Das war eigentlich das einzige, was sie ihm zuliebe tat. Genau genommen
hasste sie ihn, so wie er sie hasste. Nach zwanzig Jahren Ehe waren sie
einander in tiefer Abscheu verbunden. Trotzdem löste ihr Anblick manchmal so
etwas wie Lüsternheit in ihm aus. Speziell in diesem Moment fühlte er diese
Gier in sich aufsteigen, als sie ihm ihre wuchtigen Hintern
entgegenstreckte, der unförmig in eine buntgeblümte Kittelschürze
eingezwängt war. Ein krauses Dauerwellengebilde stand in wild gemusterten
Farben von ihrem flachen Hinterkopf ab, die breiten Füße steckten strumpflos
in ausgetretenen Latschen und ihre Waden hatten selten eine Rasur gesehen.

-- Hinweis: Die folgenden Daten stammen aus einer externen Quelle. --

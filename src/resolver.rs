//! Soft-state directory of candidate object holders.

use async_trait::async_trait;
use dashmap::DashMap;

use crate::model::{ObjectId, PeerEndpoint};

/// Maps ObjectIds to peers believed to hold them. Entries are advisory:
/// any of them may be stale, and callers must tolerate misses.
///
/// The shipped implementation is process-local; a deployment-scale
/// resolver (e.g. a Redis set per object) plugs in behind this trait.
#[async_trait]
pub trait Resolver: Send + Sync {
    /// Candidate holders for `objid`, best first. May be empty.
    async fn lookup(&self, objid: &ObjectId) -> Vec<PeerEndpoint>;

    /// Advertises `endpoint` as a holder of `objid`.
    async fn register(&self, objid: &ObjectId, endpoint: &PeerEndpoint);

    /// Withdraws a stale advertisement.
    async fn unregister(&self, objid: &ObjectId, endpoint: &PeerEndpoint);
}

/// In-memory resolver.
pub struct MemoryResolver {
    entries: DashMap<ObjectId, Vec<PeerEndpoint>>,
}

impl MemoryResolver {
    pub fn new() -> Self {
        Self {
            entries: DashMap::new(),
        }
    }
}

impl Default for MemoryResolver {
    fn default() -> Self {
        Self::new()
    }
}

#[async_trait]
impl Resolver for MemoryResolver {
    async fn lookup(&self, objid: &ObjectId) -> Vec<PeerEndpoint> {
        self.entries
            .get(objid)
            .map(|e| e.clone())
            .unwrap_or_default()
    }

    async fn register(&self, objid: &ObjectId, endpoint: &PeerEndpoint) {
        let mut entry = self.entries.entry(objid.clone()).or_default();
        if !entry.contains(endpoint) {
            entry.push(endpoint.clone());
        }
    }

    async fn unregister(&self, objid: &ObjectId, endpoint: &PeerEndpoint) {
        if let Some(mut entry) = self.entries.get_mut(objid) {
            entry.retain(|e| e != endpoint);
        }
        self.entries.remove_if(objid, |_, v| v.is_empty());
    }
}

#[cfg(test)]
mod tests {
    use super::*;

    fn objid(s: &str) -> ObjectId {
        ObjectId::new(s).unwrap()
    }

    #[tokio::test]
    async fn register_lookup_unregister() {
        let resolver = MemoryResolver::new();
        let id = objid("x");
        resolver.register(&id, &"memory://p1".to_string()).await;
        resolver.register(&id, &"memory://p2".to_string()).await;
        resolver.register(&id, &"memory://p1".to_string()).await;

        assert_eq!(
            resolver.lookup(&id).await,
            vec!["memory://p1".to_string(), "memory://p2".to_string()]
        );

        resolver.unregister(&id, &"memory://p1".to_string()).await;
        assert_eq!(resolver.lookup(&id).await, vec!["memory://p2".to_string()]);
    }

    #[tokio::test]
    async fn lookup_of_unknown_object_is_empty() {
        let resolver = MemoryResolver::new();
        assert!(resolver.lookup(&objid("nope")).await.is_empty());
    }
}
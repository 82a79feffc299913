//! Regular-file blob on a local filesystem.

use bytes::Bytes;
use std::fs::{File, OpenOptions};
use std::os::unix::fs::FileExt;
use std::path::{Path, PathBuf};

use crate::error::{CacheError, CacheResult};

/// A blob stored as one regular file. The absolute path is the handle;
/// a descriptor can also be exported on request.
pub struct FileBlob {
    path: PathBuf,
    file: File,
}

impl FileBlob {
    pub fn allocate(data_dir: &Path, name: &str, size: u64) -> CacheResult<Self> {
        std::fs::create_dir_all(data_dir)
            .map_err(|e| CacheError::internal(format!("create data dir: {}", e)))?;
        let path = data_dir.join(name);
        let file = OpenOptions::new()
            .read(true)
            .write(true)
            .create(true)
            .truncate(true)
            .open(&path)
            .map_err(|e| CacheError::internal(format!("create blob file: {}", e)))?;
        file.set_len(size)
            .map_err(|e| CacheError::internal(format!("blob set_len: {}", e)))?;
        let path = path
            .canonicalize()
            .map_err(|e| CacheError::internal(format!("canonicalize blob path: {}", e)))?;
        Ok(Self { path, file })
    }

    pub fn path(&self) -> &Path {
        &self.path
    }

    pub fn write_at(&self, offset: u64, data: &[u8]) -> CacheResult<()> {
        self.file.write_all_at(data, offset)?;
        Ok(())
    }

    pub fn read_at(&self, offset: u64, len: u64) -> CacheResult<Bytes> {
        let mut buf = vec![0u8; len as usize];
        self.file.read_exact_at(&mut buf, offset)?;
        Ok(Bytes::from(buf))
    }

    pub fn flush(&self) -> CacheResult<()> {
        self.file.sync_all()?;
        Ok(())
    }

    /// Removes the file. Open descriptors keep their bytes.
    pub fn unlink(&self) {
        if let Err(e) = std::fs::remove_file(&self.path) {
            tracing::debug!("unlink {} failed: {}", self.path.display(), e);
        }
    }
}
//! packice-rs: peer server entry point.

use clap::Parser;
use tracing::Level;
use tracing_subscriber::FmtSubscriber;

use packice_rs::{Args, Config, PeerServer};

#[tokio::main]
async fn main() -> Result<(), Box<dyn std::error::Error + Send + Sync>> {
    let args = Args::parse();

    let log_level = if args.debug {
        Level::DEBUG
    } else if args.silent {
        Level::ERROR
    } else {
        Level::INFO
    };

    let subscriber = FmtSubscriber::builder()
        .with_max_level(log_level)
        .with_target(false)
        .compact()
        .finish();
    tracing::subscriber::set_global_default(subscriber)
        .expect("Failed to set tracing subscriber");

    let config = Config::from(args);
    let server = PeerServer::new(config);

    println!(
        r#"
packice peer is starting at {}

Connect with:
  {}            (HTTP transport)
"#,
        server.bind_address(),
        server.base_url()
    );

    server.run().await?;
    Ok(())
}
//! Cache error types and wire error formatting.

use axum::{
    http::StatusCode,
    response::{IntoResponse, Response},
};
use serde::{Deserialize, Serialize};
use thiserror::Error;

/// Abstract error kinds surfaced by peer operations.
#[derive(Debug, Clone, Copy, PartialEq, Eq, Serialize, Deserialize)]
pub enum ErrorKind {
    /// ObjectId unknown on this peer.
    NotFound,
    /// CREATE on an objid that is already known.
    Exists,
    /// Object is still CREATING; reads must wait for seal.
    NotReady,
    /// Object was evicted or discarded while in use.
    Gone,
    /// Unknown or expired lease.
    InvalidLease,
    /// Operation not permitted by the lease's access flags.
    Forbidden,
    /// Write attempted on a sealed blob.
    SealViolation,
    /// Backend capacity exhausted and no eviction candidate exists.
    Full,
    /// Network or serialization failure on a cross-peer path.
    TransportError,
    /// Malformed request (bad objid, flags, ttl or blob specs).
    Validation,
    /// Unclassified internal failure.
    Internal,
}

impl ErrorKind {
    /// Returns the string representation used on the wire.
    pub fn as_str(&self) -> &'static str {
        match self {
            ErrorKind::NotFound => "NotFound",
            ErrorKind::Exists => "Exists",
            ErrorKind::NotReady => "NotReady",
            ErrorKind::Gone => "Gone",
            ErrorKind::InvalidLease => "InvalidLease",
            ErrorKind::Forbidden => "Forbidden",
            ErrorKind::SealViolation => "SealViolation",
            ErrorKind::Full => "Full",
            ErrorKind::TransportError => "TransportError",
            ErrorKind::Validation => "Validation",
            ErrorKind::Internal => "Internal",
        }
    }

    pub fn from_str(s: &str) -> Option<Self> {
        match s {
            "NotFound" => Some(ErrorKind::NotFound),
            "Exists" => Some(ErrorKind::Exists),
            "NotReady" => Some(ErrorKind::NotReady),
            "Gone" => Some(ErrorKind::Gone),
            "InvalidLease" => Some(ErrorKind::InvalidLease),
            "Forbidden" => Some(ErrorKind::Forbidden),
            "SealViolation" => Some(ErrorKind::SealViolation),
            "Full" => Some(ErrorKind::Full),
            "TransportError" => Some(ErrorKind::TransportError),
            "Validation" => Some(ErrorKind::Validation),
            "Internal" => Some(ErrorKind::Internal),
            _ => None,
        }
    }

    /// Returns the HTTP status code for this error kind.
    pub fn status_code(&self) -> StatusCode {
        match self {
            ErrorKind::Validation => StatusCode::BAD_REQUEST,
            ErrorKind::NotFound | ErrorKind::InvalidLease => StatusCode::NOT_FOUND,
            ErrorKind::Exists | ErrorKind::SealViolation => StatusCode::CONFLICT,
            ErrorKind::Forbidden => StatusCode::FORBIDDEN,
            ErrorKind::Gone => StatusCode::GONE,
            ErrorKind::NotReady => StatusCode::LOCKED,
            ErrorKind::Full => StatusCode::INSUFFICIENT_STORAGE,
            ErrorKind::TransportError => StatusCode::BAD_GATEWAY,
            ErrorKind::Internal => StatusCode::INTERNAL_SERVER_ERROR,
        }
    }

    /// Returns the default message for this error kind.
    pub fn default_message(&self) -> &'static str {
        match self {
            ErrorKind::NotFound => "The specified object does not exist on this peer.",
            ErrorKind::Exists => "An object with the specified id already exists.",
            ErrorKind::NotReady => "The object has not been sealed yet.",
            ErrorKind::Gone => "The object was discarded or evicted.",
            ErrorKind::InvalidLease => "The lease is unknown or has expired.",
            ErrorKind::Forbidden => "The lease does not permit this operation.",
            ErrorKind::SealViolation => "The blob is sealed and no longer writable.",
            ErrorKind::Full => "Backend capacity is exhausted.",
            ErrorKind::TransportError => "A cross-peer transport operation failed.",
            ErrorKind::Validation => "The request is malformed.",
            ErrorKind::Internal => "The peer encountered an internal error.",
        }
    }
}

/// Cache error with kind and message.
#[derive(Debug, Error)]
#[error("{}: {message}", kind.as_str())]
pub struct CacheError {
    pub kind: ErrorKind,
    pub message: String,
}

impl CacheError {
    /// Creates a new error with the kind's default message.
    pub fn new(kind: ErrorKind) -> Self {
        Self {
            message: kind.default_message().to_string(),
            kind,
        }
    }

    /// Creates a new error with a custom message.
    pub fn with_message(kind: ErrorKind, message: impl Into<String>) -> Self {
        Self {
            kind,
            message: message.into(),
        }
    }

    pub fn internal(err: impl std::fmt::Display) -> Self {
        Self::with_message(ErrorKind::Internal, err.to_string())
    }

    pub fn transport(err: impl std::fmt::Display) -> Self {
        Self::with_message(ErrorKind::TransportError, err.to_string())
    }
}

impl From<std::io::Error> for CacheError {
    fn from(err: std::io::Error) -> Self {
        CacheError::internal(err)
    }
}

/// Wire envelope for errors: `{"error":{"kind","message"}}`.
#[derive(Debug, Serialize, Deserialize)]
pub struct ErrorEnvelope {
    pub error: ErrorBody,
}

#[derive(Debug, Serialize, Deserialize)]
pub struct ErrorBody {
    pub kind: String,
    pub message: String,
}

impl ErrorEnvelope {
    pub fn from_error(err: &CacheError) -> Self {
        Self {
            error: ErrorBody {
                kind: err.kind.as_str().to_string(),
                message: err.message.clone(),
            },
        }
    }

    /// Reconstructs the error on the client side of a transport.
    pub fn into_error(self) -> CacheError {
        match ErrorKind::from_str(&self.error.kind) {
            Some(kind) => CacheError::with_message(kind, self.error.message),
            None => CacheError::with_message(ErrorKind::Internal, self.error.message),
        }
    }
}

impl IntoResponse for CacheError {
    fn into_response(self) -> Response {
        let status = self.kind.status_code();
        let body = serde_json::to_string(&ErrorEnvelope::from_error(&self))
            .unwrap_or_else(|_| r#"{"error":{"kind":"Internal","message":"serialization"}}"#.into());

        match Response::builder()
            .status(status)
            .header("Content-Type", "application/json")
            .body(body.into())
        {
            Ok(resp) => resp,
            Err(_) => StatusCode::INTERNAL_SERVER_ERROR.into_response(),
        }
    }
}

/// Result type alias for cache operations.
pub type CacheResult<T> = Result<T, CacheError>;

#[cfg(test)]
mod tests {
    use super::*;

    #[test]
    fn kind_round_trips_through_wire_names() {
        for kind in [
            ErrorKind::NotFound,
            ErrorKind::Exists,
            ErrorKind::NotReady,
            ErrorKind::Gone,
            ErrorKind::InvalidLease,
            ErrorKind::Forbidden,
            ErrorKind::SealViolation,
            ErrorKind::Full,
            ErrorKind::TransportError,
            ErrorKind::Validation,
            ErrorKind::Internal,
        ] {
            assert_eq!(ErrorKind::from_str(kind.as_str()), Some(kind));
        }
    }

    #[test]
    fn envelope_preserves_kind_and_message() {
        let err = CacheError::with_message(ErrorKind::NotReady, "still creating");
        let env = ErrorEnvelope::from_error(&err);
        let back = env.into_error();
        assert_eq!(back.kind, ErrorKind::NotReady);
        assert_eq!(back.message, "still creating");
    }
}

Während er sie betrachtete, drehte sie ihm ihr schweißgebadetes Gesicht zu:
„Was willst du hier? Entweder du bleibst im Bett oder du wäscht dich erst
einmal, bevor du mir deinen Anblickt zumutest!“
Wie ein ertappter Junge sah er an sich hinunter. Er sah selbst nicht viel
besser aus, als sie. Die ausgefranste Hose seines muffigen Schlafanzuges
spannte über seinem biergeschwängerten Bauch.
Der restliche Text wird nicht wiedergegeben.